Each of these clusters contain exciting and broad opportunities to identify innovative drug targets with strong link to disease biologies of high relevance for our therapeutic focus. Many drug targets in those clusters offer robust technical feasibilities to identify high quality drug candidates, with associated biomarkers, that facilitate further drug development.

The most important part of our drug development programs is to ensure that we deliver impactful medicines that address patients’ needs. To do this, we need deep insight into what patients and caregivers see as most critical, guiding us to bring to the treatment solutions that meaningfully improve quality of life. We take that to heart and have our patients at the core of everything we do. By letting the patient speak is also about developing meaningful labels – ultimately in service to patients –reducing burdens in peoples’ lives and on healthcare systems.

After we have ‘let the molecule speak,’ it then enters the proof of concept phase. This is a pivotal moment in drug development; no longer are we trying to understand what the molecule is capable of, but we make a choice, based on patient insights, potential efficacy, safety and tolerability, whether it should be moved further into the pipeline and take the steps needed to make it available to patients.
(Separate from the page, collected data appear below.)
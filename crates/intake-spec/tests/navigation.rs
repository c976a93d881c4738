mod fixtures;

use intake_spec::navigator::{self, Shape};
use intake_spec::{Gender, Position, Step};
use proptest::prelude::*;

fn shapes() -> impl Strategy<Value = Vec<Vec<usize>>> {
    prop::collection::vec(prop::collection::vec(1usize..5, 1..4), 1..5)
}

fn all_positions(shape: &Vec<Vec<usize>>) -> Vec<Position> {
    let mut positions = Vec::new();
    for (part, sections) in shape.iter().enumerate() {
        for (section, count) in sections.iter().enumerate() {
            for question in 0..*count {
                positions.push(Position::new(part, section, question));
            }
        }
    }
    positions
}

proptest! {
    #[test]
    fn next_then_previous_is_identity(shape in shapes()) {
        for position in all_positions(&shape) {
            match navigator::next(&shape, position) {
                Some(Step::At(after)) => {
                    prop_assert!(Shape::contains(&shape, after));
                    prop_assert_eq!(navigator::previous(&shape, after), Some(Step::At(position)));
                }
                Some(Step::End) => prop_assert_eq!(Some(position), navigator::last(&shape)),
                other => prop_assert!(false, "unexpected step {:?}", other),
            }
        }
    }

    #[test]
    fn previous_then_next_is_identity(shape in shapes()) {
        for position in all_positions(&shape) {
            match navigator::previous(&shape, position) {
                Some(Step::At(before)) => {
                    prop_assert!(Shape::contains(&shape, before));
                    prop_assert_eq!(navigator::next(&shape, before), Some(Step::At(position)));
                }
                Some(Step::Start) => prop_assert_eq!(Some(position), navigator::first(&shape)),
                other => prop_assert!(false, "unexpected step {:?}", other),
            }
        }
    }

    #[test]
    fn forward_walk_visits_every_position_once(shape in shapes()) {
        let expected = all_positions(&shape);
        let mut visited = Vec::new();
        let mut cursor = navigator::first(&shape);
        while let Some(position) = cursor {
            visited.push(position);
            cursor = navigator::next(&shape, position).and_then(Step::position);
        }
        prop_assert_eq!(visited, expected);
    }
}

#[test]
fn every_step_over_a_real_sequence_resolves_to_a_question() {
    let definition = fixtures::branching();
    for gender in Gender::ALL {
        let sequence = fixtures::sequence(&definition, &fixtures::en(), gender);
        let mut forward = Vec::new();
        let mut cursor = Step::At(sequence.first());
        while let Step::At(position) = cursor {
            assert!(sequence.position_to_question(position).is_some());
            forward.push(position);
            cursor = navigator::next(&sequence, position).expect("position in shape");
        }
        assert_eq!(cursor, Step::End);
        assert_eq!(forward.len(), sequence.total_question_count());

        let mut backward = Vec::new();
        let mut cursor = Step::At(sequence.last());
        while let Step::At(position) = cursor {
            assert!(sequence.position_to_question(position).is_some());
            backward.push(position);
            cursor = navigator::previous(&sequence, position).expect("position in shape");
        }
        assert_eq!(cursor, Step::Start);
        backward.reverse();
        assert_eq!(forward, backward);
    }
}

#[test]
fn crossing_from_part_a_lands_on_first_question_of_next_surviving_part() {
    let definition = fixtures::branching();
    let male = fixtures::sequence(&definition, &fixtures::en(), Gender::Male);
    // Part "g" is female-only, so part A's last section leads straight into part B.
    let step = navigator::next(&male, Position::new(0, 1, 0)).unwrap();
    assert_eq!(step, Step::At(Position::new(1, 0, 0)));
    assert_eq!(
        male.position_to_question(Position::new(1, 0, 0)).map(|q| q.id.as_str()),
        Some("b1q1")
    );
}
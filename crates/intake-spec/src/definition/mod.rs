pub mod question;
pub mod text;

use schemars::JsonSchema;
use serde::{Deserialize, Serialize};
use serde_json::Value;

use crate::error::DefinitionError;
use crate::validate;

pub use question::{Gender, GenderScope, Question, QuestionKind};
pub use text::{Language, LocalizedText};

/// Grouping of questions within a part.
#[derive(Debug, Clone, PartialEq, Serialize, Deserialize, JsonSchema)]
pub struct Section {
    pub id: String,
    pub title: LocalizedText,
    #[serde(default)]
    pub questions: Vec<Question>,
}

/// Top-level grouping of the questionnaire.
#[derive(Debug, Clone, PartialEq, Serialize, Deserialize, JsonSchema)]
pub struct Part {
    pub id: String,
    pub title: LocalizedText,
    #[serde(default)]
    pub sections: Vec<Section>,
}

/// Immutable questionnaire content, loaded once at startup.
#[derive(Debug, Clone, PartialEq, Serialize, Deserialize, JsonSchema)]
pub struct Questionnaire {
    pub id: String,
    pub version: String,
    /// Language tags every localized field must provide.
    pub languages: Vec<String>,
    pub default_language: String,
    pub parts: Vec<Part>,
}

impl Questionnaire {
    /// Parses and validates a definition. Any authoring error is fatal.
    pub fn from_json(raw: &str) -> Result<Self, DefinitionError> {
        let definition: Questionnaire = serde_json::from_str(raw)?;
        definition.validated()
    }

    pub fn from_value(value: Value) -> Result<Self, DefinitionError> {
        let definition: Questionnaire = serde_json::from_value(value)?;
        definition.validated()
    }

    fn validated(self) -> Result<Self, DefinitionError> {
        let issues = validate::validate(&self);
        if issues.is_empty() {
            tracing::debug!(
                questionnaire = %self.id,
                version = %self.version,
                parts = self.parts.len(),
                "questionnaire definition loaded"
            );
            Ok(self)
        } else {
            Err(DefinitionError::Invalid(issues))
        }
    }

    /// Declared languages, normalised. Invalid tags are reported by validation.
    pub fn supported_languages(&self) -> Vec<Language> {
        self.languages
            .iter()
            .filter_map(|tag| Language::parse(tag).ok())
            .collect()
    }

    pub fn default_language(&self) -> Result<Language, DefinitionError> {
        Language::parse(&self.default_language)
    }

    /// Returns the declared language matching `requested`, tolerating regional variants.
    pub fn resolve_language(&self, requested: &Language) -> Result<Language, DefinitionError> {
        let supported = self.supported_languages();
        supported
            .iter()
            .find(|language| *language == requested)
            .or_else(|| {
                supported
                    .iter()
                    .find(|language| language.as_str() == requested.base())
            })
            .cloned()
            .ok_or_else(|| DefinitionError::UnsupportedLanguage(requested.to_string()))
    }

    pub fn question(&self, id: &str) -> Option<&Question> {
        self.parts
            .iter()
            .flat_map(|part| &part.sections)
            .flat_map(|section| &section.questions)
            .find(|question| question.id == id)
    }

    /// JSON Schema describing the definition format.
    pub fn json_schema() -> Value {
        serde_json::to_value(schemars::schema_for!(Questionnaire)).unwrap_or(Value::Null)
    }
}
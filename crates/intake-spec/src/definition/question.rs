use std::fmt;

use schemars::JsonSchema;
use serde::{Deserialize, Serialize};

use super::text::LocalizedText;

/// Supported input types.
#[derive(Debug, Clone, Copy, PartialEq, Eq, Serialize, Deserialize, JsonSchema)]
#[serde(rename_all = "snake_case")]
pub enum QuestionKind {
    FreeText,
    SingleChoice,
}

/// Participant gender as reported by the identity provider.
#[derive(Debug, Clone, Copy, PartialEq, Eq, PartialOrd, Ord, Hash, Serialize, Deserialize)]
#[serde(rename_all = "snake_case")]
pub enum Gender {
    Male,
    Female,
}

impl Gender {
    pub const ALL: [Gender; 2] = [Gender::Male, Gender::Female];

    pub fn as_str(&self) -> &'static str {
        match self {
            Gender::Male => "male",
            Gender::Female => "female",
        }
    }
}

impl fmt::Display for Gender {
    fn fmt(&self, f: &mut fmt::Formatter<'_>) -> fmt::Result {
        f.write_str(self.as_str())
    }
}

impl std::str::FromStr for Gender {
    type Err = String;

    fn from_str(s: &str) -> Result<Self, Self::Err> {
        match s.trim().to_ascii_lowercase().as_str() {
            "male" | "m" => Ok(Gender::Male),
            "female" | "f" => Ok(Gender::Female),
            other => Err(format!("unknown gender '{other}'")),
        }
    }
}

/// Which participants a question is asked of.
#[derive(Debug, Clone, Copy, Default, PartialEq, Eq, Serialize, Deserialize, JsonSchema)]
#[serde(rename_all = "snake_case")]
pub enum GenderScope {
    #[default]
    Any,
    Male,
    Female,
}

impl GenderScope {
    pub fn includes(self, gender: Gender) -> bool {
        match self {
            GenderScope::Any => true,
            GenderScope::Male => gender == Gender::Male,
            GenderScope::Female => gender == Gender::Female,
        }
    }
}

/// Definition of a single question.
#[derive(Debug, Clone, PartialEq, Serialize, Deserialize, JsonSchema)]
pub struct Question {
    pub id: String,
    /// Display label such as `12` or `3a`.
    pub number: String,
    pub text: LocalizedText,
    #[serde(rename = "type")]
    pub kind: QuestionKind,
    #[serde(default, skip_serializing_if = "Vec::is_empty")]
    pub options: Vec<LocalizedText>,
    #[serde(default)]
    pub allow_multiple: bool,
    #[serde(default, rename = "gender")]
    pub gender_scope: GenderScope,
    /// Free-text prompt shown once the question has an answer.
    #[serde(default, skip_serializing_if = "Option::is_none")]
    pub follow_up: Option<LocalizedText>,
}

impl Question {
    pub fn is_choice(&self) -> bool {
        matches!(self.kind, QuestionKind::SingleChoice)
    }
}
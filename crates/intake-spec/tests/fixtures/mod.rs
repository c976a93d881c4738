#![allow(dead_code)]

use std::sync::Arc;

use intake_spec::{EffectiveSequence, Gender, Language, Questionnaire};
use serde_json::{Value, json};

fn text(en: &str, pt: &str) -> Value {
    json!({ "en": en, "pt": pt })
}

/// Two parts with one section each; part A carries a female-only question.
pub fn two_part_value() -> Value {
    json!({
        "id": "intake",
        "version": "1",
        "languages": ["en", "pt"],
        "default_language": "en",
        "parts": [
            {
                "id": "a",
                "title": text("Part A", "Parte A"),
                "sections": [
                    {
                        "id": "a1",
                        "title": text("History", "Histórico"),
                        "questions": [
                            { "id": "a1q1", "number": "1", "text": text("Age?", "Idade?"), "type": "free_text" },
                            { "id": "a1q2", "number": "2", "text": text("Cycle length?", "Duração do ciclo?"), "type": "free_text", "gender": "female" },
                            { "id": "a1q3", "number": "3", "text": text("Smoker?", "Fumante?"), "type": "single_choice",
                              "options": [text("Yes", "Sim"), text("No", "Não")],
                              "follow_up": text("How many per day?", "Quantos por dia?") }
                        ]
                    }
                ]
            },
            {
                "id": "b",
                "title": text("Part B", "Parte B"),
                "sections": [
                    {
                        "id": "b1",
                        "title": text("Lifestyle", "Estilo de vida"),
                        "questions": [
                            { "id": "b1q1", "number": "4", "text": text("Exercise?", "Exercício?"), "type": "single_choice",
                              "allow_multiple": true,
                              "options": [text("Walking", "Caminhada"), text("Running", "Corrida"), text("Swimming", "Natação")] },
                            { "id": "b1q2", "number": "5", "text": text("Diet notes", "Notas de dieta"), "type": "free_text" }
                        ]
                    }
                ]
            }
        ]
    })
}

/// Adds a male-only section between a1 and the end of part A, and a
/// female-only part between A and B.
pub fn branching_value() -> Value {
    let mut value = two_part_value();
    value["parts"][0]["sections"]
        .as_array_mut()
        .expect("sections array")
        .push(json!({
            "id": "a2",
            "title": text("Andrology", "Andrologia"),
            "questions": [
                { "id": "a2q1", "number": "6", "text": text("Prior semen analysis?", "Espermograma prévio?"),
                  "type": "single_choice", "gender": "male", "options": [text("Yes", "Sim"), text("No", "Não")] }
            ]
        }));
    value["parts"]
        .as_array_mut()
        .expect("parts array")
        .insert(1, json!({
            "id": "g",
            "title": text("Gynecology", "Ginecologia"),
            "sections": [
                {
                    "id": "g1",
                    "title": text("Cycle", "Ciclo"),
                    "questions": [
                        { "id": "g1q1", "number": "7", "text": text("Last period?", "Última menstruação?"), "type": "free_text", "gender": "female" },
                        { "id": "g1q2", "number": "8", "text": text("Regular?", "Regular?"), "type": "single_choice", "gender": "female",
                          "options": [text("Yes", "Sim"), text("No", "Não")] }
                    ]
                }
            ]
        }));
    value
}

pub fn two_part() -> Arc<Questionnaire> {
    Arc::new(Questionnaire::from_value(two_part_value()).expect("fixture definition is valid"))
}

pub fn branching() -> Arc<Questionnaire> {
    Arc::new(Questionnaire::from_value(branching_value()).expect("fixture definition is valid"))
}

pub fn en() -> Language {
    Language::parse("en").expect("en")
}

pub fn pt() -> Language {
    Language::parse("pt").expect("pt")
}

pub fn sequence(definition: &Arc<Questionnaire>, language: &Language, gender: Gender) -> EffectiveSequence {
    EffectiveSequence::build(Arc::clone(definition), language, gender).expect("sequence builds")
}
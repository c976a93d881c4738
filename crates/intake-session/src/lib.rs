//! Session controller for participant intake.
//!
//! [`IntakeController`] owns one participant's walk through a questionnaire:
//! language selection, resuming stored progress, answering, free navigation
//! between sections and completion. Local state only changes after the
//! [`intake_store::ProgressStore`] has confirmed the matching write.

mod controller;
mod error;

pub use controller::{
    Advance, Clock, Existing, IntakeController, LanguageOutcome, OverviewEntry, Participant,
    PendingRestart, ResumeNotice, Retreat, Screen, SystemClock,
};
pub use error::SessionError;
At this stage, we commit significant time and resources towards full development. We seek to find the most efficient clinical pathways, powered by groundbreaking study designs and operational excellence, to speedily advance the most promising candidates further into our pipeline. The large phase III studies needed for regulatory approval and marketing authorization are initiated, we evaluate the drug candidates to larger number of patients, to evaluate the safety profile, and we collect additional data needed for payer value proposition and formulary negotiations.

By combining new approaches with existing scientific and innovative competencies of the R&D organization, we have a great potential for bringing improvements that can help us better address patients’ high unmet needs and move Lundbeck towards being #1 in Brain Health.